— YOUR OBJECTIVE —
Scan the material that follows for lines with "memory". Answer with how many there are, nothing else.

— INPUT RECORDS —

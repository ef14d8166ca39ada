use std::sync::Arc;

use sea_orm::{DatabaseBackend, DbConn, MockDatabase};

use pantry_core::domain::{Beer, NewBeer, NewUser, User};
use pantry_core::error::RepoError;
use pantry_core::ports::Repository;

use crate::database::entity::beer;
use crate::database::sql_base::classify;
use crate::database::sql_repo::{SqlBeerRepository, SqlUserRepository};
use crate::database::{DatabaseConfig, connect, setup_schema};

fn beer_repo(db: DbConn) -> Arc<dyn Repository<Beer, NewBeer>> {
    Arc::new(SqlBeerRepository::new(db))
}

fn user_repo(db: DbConn) -> Arc<dyn Repository<User, NewUser>> {
    Arc::new(SqlUserRepository::new(db))
}

/// Fresh in-memory SQLite store with the schema applied. Pool capped at
/// one connection so every statement sees the same database.
async fn sqlite() -> DbConn {
    let config = DatabaseConfig {
        url: "sqlite::memory:".to_string(),
        max_connections: 1,
        min_connections: 1,
    };
    let db = connect(&config).await.expect("connect to in-memory sqlite");
    setup_schema(&db).await.expect("create schema");
    db
}

#[tokio::test]
async fn test_find_beer_by_id() {
    // Mock the query expectation
    let db = MockDatabase::new(DatabaseBackend::Postgres)
        .append_query_results(vec![vec![beer::Model {
            id: 7,
            style: "Ale".to_owned(),
            alcohol: 5.0,
            cereal: "barley malt".to_owned(),
        }]])
        .into_connection();

    let repo = beer_repo(db);

    let result = repo.find_by_id(7).await.unwrap();

    assert!(result.is_some());
    let found = result.unwrap();
    assert_eq!(found.id, 7);
    assert_eq!(found.style, "Ale");
}

#[tokio::test]
async fn test_find_missing_beer_returns_none() {
    let db = MockDatabase::new(DatabaseBackend::Postgres)
        .append_query_results(vec![Vec::<beer::Model>::new()])
        .into_connection();

    let repo = beer_repo(db);

    let result = repo.find_by_id(42).await.unwrap();
    assert!(result.is_none());
}

#[tokio::test]
async fn test_insert_assigns_id() {
    let repo = beer_repo(sqlite().await);

    let created = repo
        .insert(NewBeer {
            style: "Ale".to_string(),
            alcohol: 5.0,
            cereal: "barley malt".to_string(),
        })
        .await
        .unwrap();

    assert!(created.id >= 1);
    assert_eq!(created.style, "Ale");
    assert_eq!(created.alcohol, 5.0);
    assert_eq!(created.cereal, "barley malt");

    let found = repo.find_by_id(created.id).await.unwrap().unwrap();
    assert_eq!(found.style, "Ale");
}

#[tokio::test]
async fn test_update_overwrites_every_field() {
    let repo = beer_repo(sqlite().await);

    let created = repo
        .insert(NewBeer {
            style: "Ale".to_string(),
            alcohol: 5.0,
            cereal: "barley malt".to_string(),
        })
        .await
        .unwrap();

    repo.update(
        created.id,
        NewBeer {
            style: "Lager".to_string(),
            alcohol: 4.2,
            cereal: "wheat".to_string(),
        },
    )
    .await
    .unwrap();

    let found = repo.find_by_id(created.id).await.unwrap().unwrap();
    assert_eq!(found.id, created.id);
    assert_eq!(found.style, "Lager");
    assert_eq!(found.alcohol, 4.2);
    assert_eq!(found.cereal, "wheat");
}

#[tokio::test]
async fn test_update_missing_row_is_not_found() {
    let repo = beer_repo(sqlite().await);

    let result = repo
        .update(
            99,
            NewBeer {
                style: "Lager".to_string(),
                alcohol: 4.2,
                cereal: "wheat".to_string(),
            },
        )
        .await;

    assert!(matches!(result, Err(RepoError::NotFound)));
}

#[tokio::test]
async fn test_delete_removes_row() {
    let repo = beer_repo(sqlite().await);

    let created = repo
        .insert(NewBeer {
            style: "Ale".to_string(),
            alcohol: 5.0,
            cereal: "barley malt".to_string(),
        })
        .await
        .unwrap();

    repo.delete(created.id).await.unwrap();

    assert!(repo.find_by_id(created.id).await.unwrap().is_none());

    // A second delete addresses an absent row.
    let again = repo.delete(created.id).await;
    assert!(matches!(again, Err(RepoError::NotFound)));
}

#[tokio::test]
async fn test_duplicate_username_is_a_constraint_violation() {
    let repo = user_repo(sqlite().await);

    repo.insert(NewUser {
        username: "albi".to_string(),
    })
    .await
    .unwrap();

    let second = repo
        .insert(NewUser {
            username: "albi".to_string(),
        })
        .await;

    assert!(matches!(second, Err(RepoError::Constraint(_))));
}

#[test]
fn test_classify_distinguishes_fault_kinds() {
    use sea_orm::{DbErr, RuntimeErr};

    let constraint = classify(DbErr::Query(RuntimeErr::Internal(
        "UNIQUE constraint failed: users.username".to_string(),
    )));
    assert!(matches!(constraint, RepoError::Constraint(_)));

    let gone = classify(DbErr::RecordNotUpdated);
    assert!(matches!(gone, RepoError::NotFound));

    let fault = classify(DbErr::Custom("boom".to_string()));
    assert!(matches!(fault, RepoError::Query(_)));
}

— EXERCISE ANSWER —
3